InBrowser is an Android app that offers users completely incognito browsing on their Android smartphone or tablet. It runs on Android 2.1 and above, has a minimal, Material-esque look and feel to it and is as easy to use as possible. No data is saved when you close the app whatsoever, and it doesn’t even appear in your multitasking menu, either. With LastPass integration as well as support for the Orbot Tor app, InBrowser is one of the best ways to go under the radar when browsing on Android. With in-app video playback as well as downloads, there’s little you have to sacrifice when it comes to features you’d normally expect from any web browser, incognito or otherwise. As a nice bonus, this free browser doesn’t feature any ads aside from one or two HTML-based ads in the home page, that’s it!
To get started with this yourself, all you need to do is download InBrowser from the Play Store, and launch the app.
Right away, users are greeted with the changelog, and users can see that the app is kept relatively up-to-date, and TomPod (the developer) is very approachable and offers good customer service. The next screen is a Google search page customized for InBrowser as it doesn’t feature the ability to log in with your Google Profile or anything log that, it’s just a search box.
There are many reasons why you might need an incognito browser like InBrowser, and yes we all know the chief reason, but using something like this that leaves no data behind is great for online banking, perhaps even logging in to your email and of course this is a must for using Tor. For me though, I thought to try it out with something a little more mundane, I decided to search for iPhone stuff.
As we can see, the search results are easily navigated and do the job quite nicely. They’re simple, and to the point. If my coworkers found out I was reading iPhone and Apple rumors….
Web browsing here was just as smooth for me as it was with Chrome, perhaps even smoother as a result of there being no cache or stored data for InBrowser to chug through. Hitting the multitasking menu reveals, well, nothing:
By default, InBrowser doesn’t even show up in your multitasking menu, but this – along with many other settings and choices – can be changed quite easily.

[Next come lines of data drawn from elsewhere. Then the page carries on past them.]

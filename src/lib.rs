//! Scene renderer core
//!
//! A retained scene graph rendered through pre-recorded GPU command lists.
//! The main pieces:
//!
//! - [`backend`]: the [`GpuBackend`](backend::GpuBackend) seam over one
//!   explicit graphics API, plus a headless recording backend for tests.
//! - [`scene`]: arena-based scene graph, transforms, lights, behaviors.
//! - [`material`]: pipeline-variant and binding-set caches shared per
//!   material type, and the object-safe [`Material`](material::Material)
//!   contract.
//! - [`perspective`]: render targets paired with cameras, holding the
//!   recorded command lists replayed each frame.
//! - [`registry`]: named resource ownership and ordered teardown.
//! - [`driver`]: the threaded update/render loops.

pub mod backend;
pub mod driver;
pub mod material;
pub mod mesh;
pub mod perspective;
pub mod registry;
pub mod scene;
pub mod texture;

pub use backend::{GpuBackend, GpuError, GpuResult, HeadlessGpu, UniformStaging};
pub use driver::{DriverConfig, EngineShared, FrameDriver};
pub use material::{Material, MaterialRef, PipelineKey, SharedPipelines, StandardMaterial};
pub use mesh::{GpuMesh, MeshData};
pub use perspective::Perspective;
pub use registry::Registry;
pub use scene::{Entity, EntityId, SceneGraph, Transform};
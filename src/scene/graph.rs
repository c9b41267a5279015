//! Arena-based scene graph
//!
//! Entities live in a flat arena and reference each other by index; ownership
//! is expressed solely by the arena. Parent links are plain back-references,
//! so the graph has no reference cycles to manage.

use crate::backend::{
    BufferDescriptor, BufferHandle, BufferUsage, GpuBackend, GpuResult,
};
use crate::material::MaterialRef;
use crate::mesh::GpuMesh;
use crate::scene::{Behavior, Light, Transform, TransformUniform};
use glam::Mat4;
use parking_lot::RwLock;
use std::collections::HashMap;
use std::sync::Arc;

/// Index of an entity in the scene arena
#[derive(Debug, Clone, Copy, PartialEq, Eq, Hash)]
pub struct EntityId(u32);

impl EntityId {
    pub fn index(&self) -> usize {
        self.0 as usize
    }
}

/// Discriminant for attached component kinds
#[derive(Debug, Clone, Copy, PartialEq, Eq, Hash)]
pub enum ComponentKind {
    Mesh,
    Material,
    Light,
}

/// A component attached to an entity. Components are shared: the same
/// instance may be referenced by several entities and by the registry, and
/// lives as long as its longest holder.
#[derive(Clone)]
pub enum Component {
    Mesh(Arc<GpuMesh>),
    Material(MaterialRef),
    Light(Arc<RwLock<Light>>),
}

impl Component {
    pub fn kind(&self) -> ComponentKind {
        match self {
            Component::Mesh(_) => ComponentKind::Mesh,
            Component::Material(_) => ComponentKind::Material,
            Component::Light(_) => ComponentKind::Light,
        }
    }
}

/// A named scene node with one transform, one behavior slot, and ordered
/// per-kind component lists
pub struct Entity {
    name: String,
    active: bool,
    parent: Option<EntityId>,
    children: Vec<EntityId>,
    transform: Transform,
    transform_buffer: BufferHandle,
    behavior: Option<Box<dyn Behavior>>,
    components: HashMap<ComponentKind, Vec<Component>>,
}

impl Entity {
    pub fn name(&self) -> &str {
        &self.name
    }

    pub fn is_active(&self) -> bool {
        self.active
    }

    pub fn set_active(&mut self, active: bool) {
        self.active = active;
    }

    pub fn parent(&self) -> Option<EntityId> {
        self.parent
    }

    pub fn children(&self) -> &[EntityId] {
        &self.children
    }

    pub fn transform(&self) -> &Transform {
        &self.transform
    }

    pub fn transform_mut(&mut self) -> &mut Transform {
        &mut self.transform
    }

    /// GPU uniform buffer holding this entity's resolved world transform
    pub fn transform_buffer(&self) -> BufferHandle {
        self.transform_buffer
    }

    pub fn set_behavior(&mut self, behavior: Box<dyn Behavior>) {
        self.behavior = Some(behavior);
    }

    pub(crate) fn take_behavior(&mut self) -> Option<Box<dyn Behavior>> {
        self.behavior.take()
    }

    pub(crate) fn restore_behavior(&mut self, behavior: Box<dyn Behavior>) {
        // Keep a behavior installed mid-update by the behavior itself
        if self.behavior.is_none() {
            self.behavior = Some(behavior);
        }
    }

    /// Append a component to the per-kind list. An entity may hold several
    /// components of the same kind, e.g. one material per render target.
    pub fn attach(&mut self, component: Component) {
        self.components
            .entry(component.kind())
            .or_default()
            .push(component);
    }

    /// First attached mesh, if any
    pub fn first_mesh(&self) -> Option<Arc<GpuMesh>> {
        self.components
            .get(&ComponentKind::Mesh)
            .and_then(|list| list.first())
            .and_then(|c| match c {
                Component::Mesh(mesh) => Some(Arc::clone(mesh)),
                _ => None,
            })
    }

    /// All attached materials, in attachment order
    pub fn materials(&self) -> Vec<MaterialRef> {
        self.components
            .get(&ComponentKind::Material)
            .map(|list| {
                list.iter()
                    .filter_map(|c| match c {
                        Component::Material(m) => Some(Arc::clone(m)),
                        _ => None,
                    })
                    .collect()
            })
            .unwrap_or_default()
    }

    /// All attached lights, in attachment order
    pub fn lights(&self) -> Vec<Arc<RwLock<Light>>> {
        self.components
            .get(&ComponentKind::Light)
            .map(|list| {
                list.iter()
                    .filter_map(|c| match c {
                        Component::Light(l) => Some(Arc::clone(l)),
                        _ => None,
                    })
                    .collect()
            })
            .unwrap_or_default()
    }

    pub fn has_component(&self, kind: ComponentKind) -> bool {
        self.components.get(&kind).is_some_and(|l| !l.is_empty())
    }
}

/// The scene graph arena
#[derive(Default)]
pub struct SceneGraph {
    entities: Vec<Option<Entity>>,
    free: Vec<u32>,
    names: HashMap<String, EntityId>,
}

impl SceneGraph {
    pub fn new() -> Self {
        Self::default()
    }

    /// Entity factory: creates the node with a default transform and its GPU
    /// transform buffer, and registers it under its unique name.
    pub fn spawn(&mut self, gpu: &mut dyn GpuBackend, name: &str) -> GpuResult<EntityId> {
        let transform_buffer = gpu.create_buffer(&BufferDescriptor {
            label: Some(format!("{name} transform")),
            size: std::mem::size_of::<TransformUniform>() as u64,
            usage: BufferUsage::UNIFORM | BufferUsage::COPY_DST,
        })?;

        let entity = Entity {
            name: name.to_string(),
            active: true,
            parent: None,
            children: Vec::new(),
            transform: Transform::new(),
            transform_buffer,
            behavior: None,
            components: HashMap::new(),
        };

        let id = match self.free.pop() {
            Some(slot) => {
                self.entities[slot as usize] = Some(entity);
                EntityId(slot)
            }
            None => {
                self.entities.push(Some(entity));
                EntityId(self.entities.len() as u32 - 1)
            }
        };
        if let Some(old) = self.names.insert(name.to_string(), id) {
            log::warn!("entity name {name:?} reused, shadowing {old:?}");
        }
        Ok(id)
    }

    /// Spawn and immediately parent under `parent`
    pub fn spawn_child(
        &mut self,
        gpu: &mut dyn GpuBackend,
        name: &str,
        parent: EntityId,
    ) -> GpuResult<EntityId> {
        let id = self.spawn(gpu, name)?;
        self.set_parent(id, Some(parent));
        Ok(id)
    }

    /// Re-parent an entity; `None` detaches it to the root
    pub fn set_parent(&mut self, child: EntityId, parent: Option<EntityId>) {
        let old_parent = self.get(child).and_then(|e| e.parent);
        if let Some(old) = old_parent {
            if let Some(entity) = self.get_mut(old) {
                entity.children.retain(|c| *c != child);
            }
        }
        if let Some(entity) = self.get_mut(child) {
            entity.parent = parent;
        }
        if let Some(new) = parent {
            if let Some(entity) = self.get_mut(new) {
                entity.children.push(child);
            }
        }
    }

    pub fn find(&self, name: &str) -> Option<EntityId> {
        self.names.get(name).copied()
    }

    pub fn get(&self, id: EntityId) -> Option<&Entity> {
        self.entities.get(id.index()).and_then(|e| e.as_ref())
    }

    pub fn get_mut(&mut self, id: EntityId) -> Option<&mut Entity> {
        self.entities.get_mut(id.index()).and_then(|e| e.as_mut())
    }

    /// Remove an entity and its subtree, releasing their transform buffers
    pub fn despawn(&mut self, gpu: &mut dyn GpuBackend, id: EntityId) {
        let Some(entity) = self.entities.get_mut(id.index()).and_then(|e| e.take()) else {
            return;
        };
        for child in &entity.children {
            self.despawn(gpu, *child);
        }
        if let Some(parent) = entity.parent {
            if let Some(p) = self.get_mut(parent) {
                p.children.retain(|c| *c != id);
            }
        }
        gpu.destroy_buffer(entity.transform_buffer);
        self.names.remove(&entity.name);
        self.free.push(id.0);
    }

    /// All live entity ids, in arena order
    pub fn ids(&self) -> Vec<EntityId> {
        self.entities
            .iter()
            .enumerate()
            .filter_map(|(i, e)| e.as_ref().map(|_| EntityId(i as u32)))
            .collect()
    }

    pub fn len(&self) -> usize {
        self.entities.iter().filter(|e| e.is_some()).count()
    }

    pub fn is_empty(&self) -> bool {
        self.len() == 0
    }

    /// World-to-local matrix, recomputed by walking the parent chain on every
    /// query. Composition order: this node's parent-to-local applied after
    /// the parent's world-to-local.
    pub fn world_to_local(&self, id: EntityId) -> Mat4 {
        let Some(entity) = self.get(id) else {
            return Mat4::IDENTITY;
        };
        let local = entity.transform.parent_to_local();
        match entity.parent {
            Some(parent) => local * self.world_to_local(parent),
            None => local,
        }
    }

    /// Local-to-world matrix, inverse of [`Self::world_to_local`]
    pub fn local_to_world(&self, id: EntityId) -> Mat4 {
        self.world_to_local(id).inverse()
    }

    /// Release every entity's GPU resources. Components are shared and are
    /// released by their owning registry.
    pub fn clear(&mut self, gpu: &mut dyn GpuBackend) {
        for entity in self.entities.iter_mut().filter_map(|e| e.take()) {
            gpu.destroy_buffer(entity.transform_buffer);
        }
        self.entities.clear();
        self.free.clear();
        self.names.clear();
    }
}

A key feature of InBrowser is the ability to change the user agent on the fly, which tablet users will find particularly welcome, no more using phone sites on a tablet.
In-App video playback worked fine for me, and while I tested a number of videos, the YouTube test was a good one as the app didn’t ask me if I wanted to launch YouTube to play the video, it just played it back as an MP4.
As I’ve said, there are many reasons why you might need an incognito browser, and forgetting all the terrible surveillance that goes on around the world these days, it’s a good idea to limit the amount of data you have “written down”. For instance, banking from your phone using Chrome or Firefox might not be the best idea, as the cache could contain info hackers can use, but with InBrowser there is no cache, therefore there is no data. Tor users will absolutely love InBrowser and those looking to hide things from friends and family to avoid embarrassment or awkward conversations will find value here as well. The app itself is good-looking, it runs quickly and there are few complaints to be made.
- Speed (4/5) – No sacrifices here to browsing speed, in fact in some cases it’s quicker than the usual suspects.
- Theme (4/5) – InBrowser features a sort of low-key Material Design theme and it works well, it’s also easy to navigate and find all the settings.
- Features (5/5) – With a custom search engine, no data trace and deep integration with both LastPass and Tor’s Orbot app, this ticks all the right boxes and it’s also a breeze to use as well.
- Overall (4.5/5) – While incognito browsers aren’t for everyone, those that will need one should find all that they need with InBrowser.
- Easy to change the User Agent to a number of popular choices.
- Plays back videos without asking to launch in an external app, a la Chrome.
- Offers users peace of mind when banking, trying to keep a secret or just looking for some privacy.
- Features deep integrations with both LastPass as well as the Tor app, Orbot.
- Option to bypass the Google search would be good, as a lot of users don’t trust Google.
- Pop-up blocker would be helpful for certain use cases.
All-in-all, InBrowser has everything that someone in the market for an incognito browser could want. It’s free, and features just two ads on the search page and error page, which is a very nice approach. Of course, the inclusion of Google and not DuckDuckGo seems a little misguided, but at least it’s no the default Google homepage, we suppose. A good-looking app that’s super-simple and easy to use, InBrowser works like a treat and those in the market for such an app won’t be disappointed.